21 February 2014
The U.S. State Department announced on Feb. 19 that it has imposed visa bans on about 20 high-ranking Ukrainians that it considers responsible for the Feb. 18 violence. It cited the refusal of the Party of Regions in parliament to consider legislation that would have introduced political reforms and created a technical government. “Today we moved to restrict visas, to deny, to ban visa issuance to some 20 senior members of the Ukrainian government and other individuals, who we considered responsible for complicity in or responsible for ordering or otherwise directing human rights abuses related to political repression in Ukraine,” said an unnamed senior State Department official during a teleconference with journalists.
The U.S. government will be watching to see whether the government and political opposition will work towards a political compromise and transition government. “In the event that things go well, these visa sanctions that we’ve put in place are reversible,” the official said. “But in the event that they do not go well, there are other steps that we can take in close coordination with the EU in the coming days.”

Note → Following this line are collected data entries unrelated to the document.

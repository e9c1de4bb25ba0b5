//! Geographic areas for track generation.

use serde::{Deserialize, Serialize};

/// Geographic bounding box defined by southwest and northeast corners.
#[derive(Debug, Clone, Copy, PartialEq, Serialize, Deserialize)]
pub struct BoundingBox {
    /// Minimum latitude (south)
    pub min_lat: f64,
    /// Minimum longitude (west)
    pub min_lon: f64,
    /// Maximum latitude (north)
    pub max_lat: f64,
    /// Maximum longitude (east)
    pub max_lon: f64,
}

impl BoundingBox {
    pub const fn new(min_lat: f64, min_lon: f64, max_lat: f64, max_lon: f64) -> Self {
        Self {
            min_lat,
            min_lon,
            max_lat,
            max_lon,
        }
    }

    /// Returns a random point within the bounding box.
    pub fn random_point(&self, rng: &mut impl rand::Rng) -> (f64, f64) {
        let lat = rng.gen_range(self.min_lat..self.max_lat);
        let lon = rng.gen_range(self.min_lon..self.max_lon);
        (lat, lon)
    }

    /// Returns the center of the bounding box.
    pub fn center(&self) -> (f64, f64) {
        (
            (self.min_lat + self.max_lat) / 2.0,
            (self.min_lon + self.max_lon) / 2.0,
        )
    }

    pub fn contains(&self, lat: f64, lon: f64) -> bool {
        (self.min_lat..=self.max_lat).contains(&lat) && (self.min_lon..=self.max_lon).contains(&lon)
    }
}

/// Pre-defined geographic regions for test data generation.
#[derive(Debug, Clone, Copy)]
pub struct Region;

impl Region {
    /// Dandenong Ranges east of Melbourne: forest trails, steady climbs.
    pub const DANDENONGS: BoundingBox = BoundingBox::new(-37.95, 145.25, -37.80, 145.40);

    /// Melbourne inner suburbs: mostly flat road running.
    pub const MELBOURNE: BoundingBox = BoundingBox::new(-37.85, 144.90, -37.75, 145.05);

    /// Boulder, CO area - popular fitness trails with varied terrain.
    pub const BOULDER: BoundingBox = BoundingBox::new(39.9, -105.5, 40.1, -105.2);
}

#[cfg(test)]
mod tests {
    use super::*;
    use rand::{SeedableRng, rngs::StdRng};

    #[test]
    fn test_random_point_in_bounds() {
        let mut rng = StdRng::seed_from_u64(1);
        for _ in 0..100 {
            let (lat, lon) = Region::DANDENONGS.random_point(&mut rng);
            assert!(Region::DANDENONGS.contains(lat, lon));
        }
    }

    #[test]
    fn test_center() {
        let (lat, lon) = BoundingBox::new(0.0, 0.0, 2.0, 4.0).center();
        assert_eq!((lat, lon), (1.0, 2.0));
    }
}
//! Activity file parsers for FIT and GPX formats.
//!
//! Both decoders produce a [`DecodedTrack`]; distance and clock series are
//! derived later, when the track is turned into an
//! [`Activity`](crate::activity::Activity).

mod fit;
mod gpx;
pub mod xml_tree;

use std::path::Path;

use bytes::Bytes;

use crate::errors::TrackError;
use crate::models::DecodedTrack;

pub use fit::{FitMessage, FitRecord, decode_fit_messages, parse_fit};
pub use gpx::{DEFAULT_GPX_NAME, GpxPoint, parse_gpx};

/// FIT files carry this signature at byte offset 8.
const FIT_SIGNATURE: &[u8] = b".FIT";

/// How far into a document to look for the `<gpx` root.
const SNIFF_LEN: usize = 1024;

#[non_exhaustive]
#[derive(Debug, Clone, Copy, PartialEq, Eq, Hash)]
pub enum FileType {
    Fit,
    Gpx,
    Other,
}

impl FileType {
    /// Pick the decoder from a file extension, ignoring case.
    pub fn from_path(path: impl AsRef<Path>) -> Self {
        let ext = path
            .as_ref()
            .extension()
            .and_then(|e| e.to_str())
            .map(str::to_ascii_lowercase);

        match ext.as_deref() {
            Some("fit") => FileType::Fit,
            Some("gpx") => FileType::Gpx,
            _ => FileType::Other,
        }
    }

    /// Guess the format from file content.
    pub fn detect_from_bytes(bytes: &[u8]) -> Self {
        if bytes.len() >= 12 && &bytes[8..12] == FIT_SIGNATURE {
            return FileType::Fit;
        }

        let head = &bytes[..bytes.len().min(SNIFF_LEN)];
        let head = String::from_utf8_lossy(head);
        if head.trim_start().starts_with('<') && head.contains("<gpx") {
            return FileType::Gpx;
        }

        FileType::Other
    }
}

/// Parse an activity file based on its detected type.
/// For FileType::Other, attempts to detect the format from the bytes.
pub fn parse_activity_file(file_type: FileType, bytes: Bytes) -> Result<DecodedTrack, TrackError> {
    let actual_type = if file_type == FileType::Other {
        FileType::detect_from_bytes(&bytes)
    } else {
        file_type
    };

    match actual_type {
        FileType::Fit => parse_fit(&bytes),
        FileType::Gpx => parse_gpx(&bytes),
        FileType::Other => Err(TrackError::UnsupportedFormat(
            "expected a .fit or .gpx file".to_string(),
        )),
    }
}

The Austrian Finance Ministry has proposed freezing the Austrian bank accounts of Ukrainian oligarchs who are responsible for the violence, said a ministry official, as quoted by the Austrian Press Agency. The Austrian Foreign Ministry is responsible for imposing sanctions, the official said. In its turn, the Ministry stated it supports EU sanctions against Ukrainian officials responsible for the violence, said Austrian Foreign Minister Sebastian Kurtz. The EU could impose sanctions as soon as Feb. 20, news reports said.
Former Polish President Aleksander Kwasniewski, who has extensive diplomatic experience in Ukraine, told the Polonews agency that sanctions alone won’t be adequate pressure on the Ukrainian government to stop its aggression. “I am convinced that the EU will introduce sanctions against the oligarchs that support the government and are responsible for violence. However, that won’t sober up the government. We are all caught in a trap,” he said. At the same time, he noted that sanctions “are the single actions. The EU can’t send an army since it doesn’t have one.”
Zenon Zawada: It’s noteworthy that the U.S. State Department spokeswoman referred to “other individuals” besides state officials. We are confident that’s a reference to private billionaires who are widely believed to have financed the Party of Regions, including Rinat Akhmetov and Firtash. We are confident that they played a role in the government’s call for a truce last night (that proved hollow).
EU financial sanctions would be more effective than a U.S. travel ban as Ukraine’s oligarchs have most of their assets parked in the EU. A decision on sanctions by the Austrian government would be valuable as that is the believed destination of the assets of Presidential Administration Head Andriy Klyuyev, former Prime Minister Mykola Azarov and billionaire natural gas trader Dmytro Firtash. Meanwhile, nations such as Great Britain could also have an effect.
Kwasniewski has accurately assessed the unlikelihood of sanctions alone to change the destructive course of the Yanukovych administration. Unfortunately, the West has relied on textbook solutions in addressing a crisis that demands out-of-the-box thinking.